By Emeritus Professor David Lambert
An earlier version of this article was published in Public History Weekly: that was a special issue in which scholars discussed mainly the role of history in addressing the Anthropocene. It is interesting indeed that history educators are taking an interest in deep time – that is, geological time scales. But as John Dewey pointed out in the early twentieth century, at about the time when teaching American history in US schools was in its great ascendancy, geography is the subject that studies the Earth as the home of humankind. It is therefore reasonable to ask what geographical studies might bring to deliberations with young people about contemporary predicaments and existential challenges associated with the human epoch – I say more about this later.
However, the profound significance of a geographical gaze as distinct from an historical one was, for Dewey, dependent upon its insistence on synthesis – to see the Earth as whole and not divided into human, physical, social or natural realms. Achieving such unity is pedagogically ambitious requiring a conceptual approach to teaching geography, always coming back to understanding the relations and links between phenomena. In Dewey’s estimation this was rarely achieved, school geography more likely to resemble the cartoonish caricature of the subject: of lists, maps and more lists to memorize random facts for no apparent purpose:
“The earth as the home of man is humanizing and unified; the earth viewed as a miscellany of facts is scattering and imaginatively inert.” (Dewey, 1916, p 240)
Leaving aside the school subject for a moment, geography itself has been described as one of the fundamental curiosities that human beings possess. Furthermore, it is claimed that an interest in geography is in the end, always about survival (Bonnett, 2008). Where you build your settlements (and what with), what you choose to grow, where you dispose of waste, the measures you take to sustain life, what you make and who you trade with… these are all matters that give rise to geographical questions, and John Dewey realised this. They are questions that demand knowledge of both the physical environment (weather and climate, life on earth and landscape) and human behaviours (in cultural, economic, social and political realms), for geographical questions are usually concerned with how various influences and factors interrelate and interact. Thus, although we can talk about ‘human’ and ‘physical’ geography – and frequently geographers self-identify as being one or the other – in truth, thinking geographically about an ever-changing world always carries a relational component which seeks to cross this ‘human-nature’ divide (see Castree, 2005).
It is important to acknowledge the intellectual challenge contained in this claim about the power of geography, for the physical-human divide is real in both epistemological and ontological terms. For many in academic life it is unbridgeable, to the point at which some leading geographers have questioned the very possibility of describing geography as a discipline at all (Clifford, 2018).
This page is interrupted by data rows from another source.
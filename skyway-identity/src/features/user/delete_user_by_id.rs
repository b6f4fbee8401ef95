use async_trait::async_trait;
use serde::Deserialize;
use skyway_core::{take, CoreError, CoreResult, Request, RequestHandler, ValidationErrors, Validator};
use std::sync::Arc;

use crate::models::UserDto;
use crate::repository::{AuthRepository, UserRepository};

#[derive(Debug, Clone, Default, Deserialize)]
pub struct DeleteUserById {
    pub id: Option<i64>,
}

impl Request for DeleteUserById {
    const NAME: &'static str = "identity.delete_user_by_id";
    type Response = UserDto;
}

/// Removes the user together with every token issued to them.
pub struct DeleteUserByIdHandler {
    users: Arc<dyn UserRepository>,
    tokens: Arc<dyn AuthRepository>,
}

impl DeleteUserByIdHandler {
    pub fn new(users: Arc<dyn UserRepository>, tokens: Arc<dyn AuthRepository>) -> Self {
        Self { users, tokens }
    }
}

#[async_trait]
impl RequestHandler<DeleteUserById> for DeleteUserByIdHandler {
    fn validate(&self, request: &DeleteUserById) -> Result<(), ValidationErrors> {
        Validator::new().required("id", &request.id).finish()
    }

    async fn handle(&self, request: DeleteUserById) -> CoreResult<UserDto> {
        let id = take("id", request.id)?;
        let user = self
            .users
            .find_user_by_id(id)
            .await?
            .ok_or_else(|| CoreError::not_found("User not found"))?;

        let revoked = self.tokens.remove_user_tokens(id).await?;
        if !self.users.remove_user(id).await? {
            return Err(CoreError::not_found("User not found"));
        }
        tracing::info!("Deleted user {} and revoked {} tokens", id, revoked);

        Ok(UserDto::from(user))
    }
}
It is at least sprawling, eclectic and very ‘horizontal’ in its structure, making geography appear unruly and lacking the well-defined ‘verticality’ displayed by, say, physics – or perhaps in its own highly specialist research sub-fields. Furthermore, in chasing specialist research funding and prioritising publication in high-status journals, academics in geography departments can function perfectly well without having to ‘think geographically’ in the sense outlined above. This alone may explain why many geography departments in the US have been reclassified since the 1990s, and why in the USA the majority have disappeared completely – never really recovering from what the president of Harvard declared on closing down the geography programme there in 1948, that ‘geography is not a university subject’.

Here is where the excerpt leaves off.